EXERCISE PROMPT: Lines in the listing below containing the string "derive" are to be identified and copied.
■ ■ ■ ■
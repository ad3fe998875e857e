//! Bounded retry with a fixed delay between attempts.
//!
//! The cluster and the workload control plane are eventually consistent
//! right after startup, so most harness steps run through [`retry`] or
//! [`retry_if`]. Exhaustion is returned to the caller; the orchestrator
//! maps it to a stage-specific exit code.

use std::fmt::Display;
use std::future::Future;
use std::time::Duration;

use thiserror::Error;
use tracing::{debug, error, info, warn};

/// Attempt budget and inter-attempt delay.
#[derive(Debug, Clone, Copy, PartialEq, Eq)]
pub struct RetryPolicy {
    max_attempts: u32,
    delay: Duration,
}

impl RetryPolicy {
    /// Create a policy. An attempt budget of zero is raised to one.
    #[must_use]
    pub fn new(max_attempts: u32, delay: Duration) -> Self {
        Self {
            max_attempts: max_attempts.max(1),
            delay,
        }
    }

    /// Create a policy from raw, possibly out-of-range values.
    ///
    /// Attempts below one become one and negative delays become zero.
    #[must_use]
    pub fn coerced(max_attempts: i64, delay_secs: i64) -> Self {
        let attempts = u32::try_from(max_attempts.max(1)).unwrap_or(u32::MAX);
        let delay = u64::try_from(delay_secs).unwrap_or(0);
        Self::new(attempts, Duration::from_secs(delay))
    }

    /// Maximum number of times the operation is invoked.
    #[must_use]
    pub fn max_attempts(&self) -> u32 {
        self.max_attempts
    }

    /// Sleep between two consecutive attempts.
    #[must_use]
    pub fn delay(&self) -> Duration {
        self.delay
    }
}

impl Default for RetryPolicy {
    fn default() -> Self {
        Self::new(5, Duration::from_secs(1))
    }
}

/// Why a retried operation gave up.
#[derive(Error, Debug)]
pub enum RetryError<E> {
    /// Every attempt failed with a retryable error.
    #[error("{operation} failed after {attempts} attempts: {last}")]
    Exhausted {
        operation: String,
        attempts: u32,
        last: E,
    },

    /// An attempt failed with an error that must not be retried.
    #[error("{operation} failed: {error}")]
    Fatal { operation: String, error: E },
}

/// Run `op` until it succeeds or the policy's attempt budget is spent.
///
/// Every error is treated as retryable.
///
/// # Errors
///
/// Returns [`RetryError::Exhausted`] with the last error when all attempts fail.
pub async fn retry<T, E, F, Fut>(
    policy: RetryPolicy,
    operation: &str,
    op: F,
) -> Result<T, RetryError<E>>
where
    F: FnMut() -> Fut,
    Fut: Future<Output = Result<T, E>>,
    E: Display,
{
    retry_if(policy, operation, op, |_| true).await
}

/// Run `op` until it succeeds, the budget is spent, or `is_transient`
/// rejects an error.
///
/// The delay is slept between attempts only, never after the last one.
///
/// # Errors
///
/// Returns [`RetryError::Fatal`] for the first non-transient error and
/// [`RetryError::Exhausted`] when all attempts fail.
pub async fn retry_if<T, E, F, Fut, P>(
    policy: RetryPolicy,
    operation: &str,
    mut op: F,
    is_transient: P,
) -> Result<T, RetryError<E>>
where
    F: FnMut() -> Fut,
    Fut: Future<Output = Result<T, E>>,
    E: Display,
    P: Fn(&E) -> bool,
{
    let max_attempts = policy.max_attempts();
    let mut attempt = 0;

    loop {
        attempt += 1;

        match op().await {
            Ok(value) => {
                if attempt > 1 {
                    info!(operation = %operation, attempt, "Operation succeeded after retry");
                } else {
                    debug!(operation = %operation, "Operation succeeded");
                }
                return Ok(value);
            }
            Err(e) if !is_transient(&e) => {
                error!(
                    operation = %operation,
                    attempt,
                    error = %e,
                    "Operation failed with non-retryable error"
                );
                return Err(RetryError::Fatal {
                    operation: operation.to_string(),
                    error: e,
                });
            }
            Err(e) if attempt >= max_attempts => {
                error!(
                    operation = %operation,
                    attempt,
                    error = %e,
                    "Operation failed after max attempts"
                );
                return Err(RetryError::Exhausted {
                    operation: operation.to_string(),
                    attempts: attempt,
                    last: e,
                });
            }
            Err(e) => {
                warn!(
                    operation = %operation,
                    attempt,
                    max_attempts,
                    delay_ms = policy.delay().as_millis(),
                    error = %e,
                    "Operation failed, retrying"
                );
                tokio::time::sleep(policy.delay()).await;
            }
        }
    }
}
■ ■ ■ ■
SOLUTION FOR THIS EXERCISE:
#[derive(Debug, Clone, Copy, PartialEq, Eq)]
#[derive(Error, Debug)]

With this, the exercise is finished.